XSS (Cross-Site Scripting) is one of the most common web application vulnerabilities. It allows attackers to inject malicious client-side scripts (usually JavaScript) into web pages that other users view, bypassing the same-origin policy and potentially stealing credentials, session tokens or performing actions on behalf of the victim.
Types of XSS
- Reflected XSS — The malicious script is embedded in a URL. When the victim clicks the link, the script is reflected off the server and executed in their browser. Not stored; requires the victim to click a crafted link.

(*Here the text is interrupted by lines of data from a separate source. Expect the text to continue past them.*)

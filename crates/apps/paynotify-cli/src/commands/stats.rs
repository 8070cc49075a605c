//! Gateway statistics for a wallet.

use paynotify_settle::parse_address;

use crate::config::CliConfig;
use crate::context::{build_client, build_ledger};
use crate::error::{CliError, CliResult};
use crate::output::{OutputFormat, Render, StatsOutput};

/// Execute the stats command.
///
/// Without an address, reports on the configured paying wallet.
pub async fn stats(
    config: CliConfig,
    format: OutputFormat,
    address: Option<String>,
) -> CliResult<String> {
    let ledger = build_ledger(&config)?;
    let client = build_client(&config, ledger)?;

    let address = match address {
        Some(address) => parse_address(&address)
            .map_err(|_| CliError::user(format!("not a wallet address: {:?}", address)))?,
        None => config.ledger_config()?.payer_address()?,
    };
    let address = format!("{:#x}", address);

    let stats = client.stats(&address).await?;
    Ok(StatsOutput { address, stats }.render(format))
}
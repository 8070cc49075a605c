//! Shared test utilities for paynotify.
//!
//! - [`MockLedger`]: records payments, can fail or time out on demand
//! - [`StubNotifier`]: scripted [`Notifier`](paynotify_x402::Notifier) that tracks concurrency
//! - [`helpers`]: temporary databases and common fixtures

pub mod helpers;
pub mod mock_ledger;
pub mod stub_notifier;

pub use helpers::*;
pub use mock_ledger::MockLedger;
pub use stub_notifier::{StubFailure, StubNotifier, STUB_PAID_TX};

- Stored XSS — The script is permanently stored in a database (e.g. in a comment or profile field) and executed whenever any user views the affected page. The most dangerous type.

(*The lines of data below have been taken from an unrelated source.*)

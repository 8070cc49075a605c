//! Waiting for a job to finish by polling its record.
//!
//! Works against any [`JobReader`]: a local store, or the job API over HTTP.
//!
//! ```no_run
//! use std::sync::Arc;
//! use std::time::Duration;
//! use futures::StreamExt;
//! use paynotify_ops::JobPoller;
//! use paynotify_store::{JobId, MemoryJobStore};
//!
//! # async fn example(job_id: JobId) {
//! let store = Arc::new(MemoryJobStore::new());
//! let poller = JobPoller::new(store, job_id, Duration::from_secs(2), Duration::from_secs(180));
//!
//! let mut updates = Box::pin(poller.into_stream());
//! while let Some(update) = updates.next().await {
//!     match update {
//!         Ok(record) => println!("{}: {}", record.job_id, record.status),
//!         Err(e) => eprintln!("{}", e),
//!     }
//! }
//! # }
//! ```

use std::sync::Arc;
use std::time::Duration;

use futures::{Stream, StreamExt};
use paynotify_store::{JobId, JobReader, JobRecord, JobStatus, StoreError};
use tokio::time::Instant;
use tracing::{debug, warn};

use crate::error::PollError;

/// Polls one job until it reaches a terminal status.
pub struct JobPoller<R: JobReader + ?Sized> {
    reader: Arc<R>,
    job_id: JobId,
    interval: Duration,
    timeout: Duration,
}

struct PollState<R: JobReader + ?Sized> {
    reader: Arc<R>,
    job_id: JobId,
    interval: Duration,
    started: Instant,
    deadline: Instant,
    last_status: Option<JobStatus>,
    first: bool,
    done: bool,
}

impl<R: JobReader + ?Sized> PollState<R> {
    async fn next_item(&mut self) -> Option<Result<JobRecord, PollError>> {
        if self.done {
            return None;
        }

        loop {
            if self.first {
                self.first = false;
            } else {
                let now = Instant::now();
                let remaining = self.deadline.saturating_duration_since(now);
                tokio::time::sleep(self.interval.min(remaining)).await;
            }

            match self.reader.read_job(&self.job_id).await {
                Ok(record) if record.is_terminal() => {
                    self.done = true;
                    return Some(Ok(record));
                }
                Ok(record) if self.last_status != Some(record.status) => {
                    self.last_status = Some(record.status);
                    return Some(Ok(record));
                }
                Ok(_) => {}
                Err(StoreError::NotFound(_)) => {
                    debug!(job_id = %self.job_id, "Job not visible yet");
                }
                Err(StoreError::Unavailable(reason)) => {
                    warn!(job_id = %self.job_id, reason = %reason, "Job source unavailable, still polling");
                }
                Err(e) => {
                    self.done = true;
                    return Some(Err(PollError::Store(e)));
                }
            }

            if Instant::now() >= self.deadline {
                self.done = true;
                return Some(Err(PollError::TimedOut {
                    job_id: self.job_id.clone(),
                    last_status: self.last_status,
                    waited: self.started.elapsed(),
                }));
            }
        }
    }
}

impl<R: JobReader + ?Sized> JobPoller<R> {
    /// Create a poller reading every `interval` for at most `timeout`.
    pub fn new(reader: Arc<R>, job_id: JobId, interval: Duration, timeout: Duration) -> Self {
        Self {
            reader,
            job_id,
            interval,
            timeout,
        }
    }

    /// Snapshots of the job, one per observed status change.
    ///
    /// The first read happens when the stream is first polled. The stream
    /// ends right after a terminal snapshot, or after a single
    /// `PollError::TimedOut` / `PollError::Store` item.
    pub fn into_stream(self) -> impl Stream<Item = Result<JobRecord, PollError>> {
        let started = Instant::now();
        let state = PollState {
            reader: self.reader,
            job_id: self.job_id,
            interval: self.interval,
            started,
            deadline: started + self.timeout,
            last_status: None,
            first: true,
            done: false,
        };

        futures::stream::unfold(state, |mut state| async move {
            let item = state.next_item().await?;
            Some((item, state))
        })
    }

    /// Poll until the job is terminal and return its final record.
    pub async fn wait(self) -> Result<JobRecord, PollError> {
        let stream = self.into_stream();
        futures::pin_mut!(stream);

        while let Some(update) = stream.next().await {
            let record = update?;
            if record.is_terminal() {
                return Ok(record);
            }
        }
        Err(PollError::Ended)
    }
}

- DOM-based XSS — The vulnerability exists in client-side JavaScript code that reads from the DOM without sanitisation. The server is not involved in the attack path.

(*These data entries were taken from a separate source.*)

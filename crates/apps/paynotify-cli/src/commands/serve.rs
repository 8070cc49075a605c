//! Run the job API, and the worker pool unless told not to.

use std::sync::Arc;

use paynotify_ops::{DeliveryGuarantee, Enqueuer, OpsError, PoolStats, Worker, WorkerPool};
use tracing::info;

use crate::api::{self, ApiState};
use crate::config::CliConfig;
use crate::context::{build_client, build_ledger, ServiceContext};
use crate::error::{CliError, CliResult};
use crate::output::{OutputFormat, Render, StoppedOutput};
use crate::signals;

/// Execute the serve command.
///
/// Blocks until SIGINT or SIGTERM, then stops accepting requests and lets
/// in-flight jobs finish.
pub async fn serve(config: CliConfig, format: OutputFormat, no_workers: bool) -> CliResult<String> {
    let ctx = ServiceContext::open(config)?;
    let queue = ctx.queue();

    if no_workers && queue.guarantee() == DeliveryGuarantee::AtMostOnce {
        return Err(CliError::config(
            "--no-workers needs queue.backend = \"durable\": \
             in-process work is only visible to this process",
        ));
    }

    // Build the worker before binding so a bad ledger config fails fast.
    let pool = if no_workers {
        None
    } else {
        let ledger = build_ledger(&ctx.config)?;
        let client = build_client(&ctx.config, ledger)?;
        let worker = Worker::new(ctx.jobs.clone(), Arc::new(client));
        Some(WorkerPool::new(
            worker,
            queue.clone(),
            &ctx.config.worker_config(),
        ))
    };

    let enqueuer = Enqueuer::new(ctx.jobs.clone(), ctx.subscribers.clone(), queue.clone());
    let state = ApiState::new(
        ctx.jobs.clone(),
        ctx.subscribers.clone(),
        enqueuer,
        ctx.config.api.api_key.clone(),
    );

    let listen = ctx.config.api.listen_addr()?;
    let shutdown = signals::shutdown_signal();
    let (_, server) = api::bind(
        state,
        ctx.config.api.static_dir.clone(),
        listen,
        signals::wait_for(shutdown.clone()),
    )
    .map_err(|e| CliError::api(format!("cannot listen on {}: {}", listen, e)))?;

    let pool = pool.map(|pool| pool.spawn(shutdown.clone()));
    info!(
        workers = pool.is_some(),
        guarantee = ?queue.guarantee(),
        "Service started"
    );

    server.await;
    queue.close();

    let stats = match pool {
        Some(handle) => handle
            .await
            .map_err(|e| CliError::Ops(OpsError::TaskFailed(e.to_string())))??,
        None => PoolStats::default(),
    };

    Ok(StoppedOutput {
        service: "serve",
        completed: stats.completed,
        skipped: stats.skipped,
        errors: stats.errors,
    }
    .render(format))
}

#[cfg(test)]
mod tests {
    use super::*;
    use crate::config::QueueKind;
    use tempfile::TempDir;

    #[tokio::test]
    async fn test_no_workers_needs_durable_queue() {
        let temp_dir = TempDir::new().unwrap();
        let mut config = CliConfig::default();
        config.storage.data_dir = Some(temp_dir.path().to_path_buf());
        config.queue.backend = QueueKind::InProcess;

        let err = serve(config, OutputFormat::Human, true).await.unwrap_err();
        assert!(matches!(err, CliError::Config(_)));
    }

    #[tokio::test]
    async fn test_workers_need_wallet_key() {
        if std::env::var("PAYNOTIFY_WALLET_KEY").is_ok() {
            return;
        }
        let temp_dir = TempDir::new().unwrap();
        let mut config = CliConfig::default();
        config.storage.data_dir = Some(temp_dir.path().to_path_buf());

        let err = serve(config, OutputFormat::Human, false).await.unwrap_err();
        assert_eq!(err.exit_code(), 3);
    }
}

What Attackers Can Do with XSS
- Steal session cookies and hijack accounts.
- Log keystrokes and capture passwords.
- Redirect users to phishing sites.
- Perform actions on behalf of the user (like a CSRF attack).
- Deface web pages or display fake content.
Preventing XSS
- Output encoding — HTML-encode user-supplied data before rendering it in the browser. This is the primary defence.
- Content Security Policy (CSP) — Restricts which scripts can execute on a page.
- HttpOnly cookies — Prevent JavaScript from accessing session cookies.
- Input validation — Reject obviously malicious input on the server side.
- Use a framework — Modern frameworks like React, Angular and ASP.NET Core encode output by default.